Thursday, October 10, 2019

At Kansas medical school meant to produce rural doctors, only three of eight grads went to the most rural areas

In 2011, the University of Kansas opened a small medical school in Salina to produce doctors willing to serve in rural areas. But the program isn't working exactly as planned, judging by their choices. "Of the eight graduates, just three chose to go where the shortages are most evident. Two went to small cities with populations of fewer than 50,000," and three went to Topeka and Wichita, Lauren Weber reports for Kaiser Health News.

The graduates' choices show how difficult it can be to recruit doctors to rural areas. "But the mission is critical: About two-thirds of the primary care health-professional shortage areas designated by the federal Health Resources and Services Administration in June were in rural or partially rural areas," Weber reports.

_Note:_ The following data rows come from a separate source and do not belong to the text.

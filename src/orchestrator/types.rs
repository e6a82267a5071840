//! Orchestrator error taxonomy and outcomes.

use alloy::primitives::{Address, TxHash};
use thiserror::Error;

use crate::chain::ChainError;
use crate::validation::ValidationError;

/// A confirmed submission.
#[derive(Debug, Clone, Copy, PartialEq, Eq)]
pub struct TxOutcome {
    pub hash: TxHash,
    pub block_number: Option<u64>,
}

/// Errors surfaced by the submission pipeline.
#[derive(Debug, Error)]
pub enum OrchestratorError {
    /// A prior submission in the same slot is still in flight. The second
    /// call is a no-op; nothing was broadcast.
    #[error("another transaction is pending in the {0} slot")]
    SlotBusy(&'static str),

    /// No connected account.
    #[error("wallet not connected")]
    NotConnected,

    /// Connected to the wrong chain.
    #[error("wrong network: expected chain {expected}, connected to {actual}")]
    WrongNetwork { expected: u64, actual: u64 },

    /// Local validation rejected the action; nothing reached the chain.
    #[error(transparent)]
    Validation(#[from] ValidationError),

    /// The spender's allowance is insufficient; the approve action must
    /// complete and confirm before this action becomes available.
    #[error("approval required: spender {spender} lacks allowance for token {token}")]
    ApprovalRequired { token: Address, spender: Address },

    /// The receipt reported revert.
    #[error("transaction reverted: {hash}")]
    Reverted { hash: TxHash },

    /// The user declined to sign.
    #[error("user rejected transaction")]
    UserRejected,

    /// A preview this action depends on could not be produced.
    #[error("estimation failed")]
    EstimationFailed,

    /// Everything else from the chain collaborator.
    #[error(transparent)]
    Chain(#[from] ChainError),
}

/// Whether an error (anywhere in its cause chain) reads as the user
/// declining the signature request. Matched case-insensitively, the way
/// wallet libraries phrase it.
pub fn is_user_rejection(err: &(dyn std::error::Error + 'static)) -> bool {
    let mut current: Option<&(dyn std::error::Error + 'static)> = Some(err);
    while let Some(e) = current {
        if e.to_string().to_lowercase().contains("user rejected") {
            return true;
        }
        current = e.source();
    }
    false
}
//! Configuration management subsystem.
//!
//! # Data Flow
//! ```text
//! config file (TOML)
//!     → loader.rs (parse & deserialize)
//!     → validation.rs (semantic checks, address parsing)
//!     → ClientConfig (validated, immutable)
//!     → shared via Arc to all subsystems
//! ```
//!
//! # Design Decisions
//! - Config is immutable once loaded
//! - All fields have defaults to allow minimal configs
//! - Validation separates syntactic (serde) from semantic checks

pub mod loader;
pub mod schema;
pub mod validation;

pub use loader::{load_config, ConfigError};
pub use schema::ClientConfig;
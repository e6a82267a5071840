//! REST backend subsystem.
//!
//! Historical records (rewards, gas deposits, gas withdrawals) live behind a
//! small JSON API; the only write is the signed-message gas-fee withdrawal.

pub mod client;
pub mod types;

pub use client::{withdraw_gas_message, BackendClient, BackendError};
pub use types::{GasRecord, GasStatus, Page, PageQuery, RewardRecord};
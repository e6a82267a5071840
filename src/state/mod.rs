//! Contract state subsystem.
//!
//! # Data Flow
//! ```text
//! escrow contract ──────▶ static_config.rs ──▶ config_cache.rs (persistent, versioned)
//!                                    │
//! escrow + staking contract ──▶ dynamic.rs (always fresh, latest-request-wins)
//!                                    │
//!                                    ▼
//!                         migration.rs (availability per phase, pure)
//! ```
//!
//! # Design Decisions
//! - Static parameters are cached across sessions; dynamic figures never are
//! - Derivations use block timestamps, not the client clock
//! - Snapshots are immutable between refreshes; only confirmed writes and
//!   explicit refreshes publish new ones

pub mod config_cache;
pub mod dynamic;
pub mod migration;
pub mod static_config;

pub use config_cache::ConfigCache;
pub use dynamic::{
    fetch_unstake_queue, DynamicState, MintedAmounts, StateStore, TokenBalances, UnstakeRequest,
    WithdrawableAmounts,
};
pub use migration::{MigrationStatus, PhaseStatus};
pub use static_config::StaticEscrowConfig;
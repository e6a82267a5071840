//! Shared utilities for integration tests.
#![allow(dead_code)]

use alloy::primitives::U256;
use std::sync::Mutex;

use metro_client::config::ClientConfig;
use metro_client::orchestrator::{Notification, NotificationSink};
use metro_client::state::StaticEscrowConfig;

/// Anvil's first well-known account key.
pub const TEST_PRIVATE_KEY: &str =
    "ac0974bec39a17e36ba4a6b4d238ff944bacb478cbed5efcae784d7bf4f2ff80";

/// A config pointing at a local (absent) node, with persistence disabled.
pub fn offline_config() -> ClientConfig {
    let mut config = ClientConfig::default();
    config.chain.rpc_url = "http://localhost:8545".to_string();
    config.chain.rpc_timeout_secs = 1;
    config.cache.path = String::new();
    config
}

pub fn units(n: u64) -> U256 {
    U256::from(n) * U256::from(10u64).pow(U256::from(18))
}

/// A static escrow config with generous caps, open from 2023 into the 2030s.
pub fn sample_escrow_config() -> StaticEscrowConfig {
    StaticEscrowConfig {
        cap_10m: units(10_000_000),
        cap_3m: units(3_000_000),
        cap_ythor: units(5_000_000),
        deadline_10m: 1_900_000_000,
        deadline_3m: 1_900_000_000,
        deadline_ythor: 1_950_000_000,
        ratio_10m: units(1),
        ratio_3m: units(1),
        ratio_ythor: units(1) / U256::from(2),
        migration_start_time: 1_700_000_000,
    }
}

/// Captures every notification for assertions.
#[derive(Default)]
pub struct RecordingSink {
    pub events: Mutex<Vec<Notification>>,
}

impl NotificationSink for RecordingSink {
    fn notify(&self, notification: Notification) {
        self.events.lock().unwrap().push(notification);
    }
}

impl RecordingSink {
    pub fn take(&self) -> Vec<Notification> {
        std::mem::take(&mut self.events.lock().unwrap())
    }
}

The situation is getting worse; more Baby Boomer doctors in rural areas are reaching retirement age, and there aren't enough younger doctors willing to replace them. "By 2030, the New England Journal of Medicine predicts, nearly a quarter fewer rural physicians will be practicing medicine than today. Over half of rural doctors were at least 50 years old in 2017," Weber reports.

Many medical schools warn students not to practice in rural areas, saying they'll be overworked and underpaid. "Only 40 out of the nation’s more than 180 medical schools offer a rural track," Weber reports. The federal government has "recently allocated $20 million in grants to help create 27 rural residency programs — programs where newly minted doctors go for practical training before they can be fully licensed. That’s a big jump from the 92 programs now active."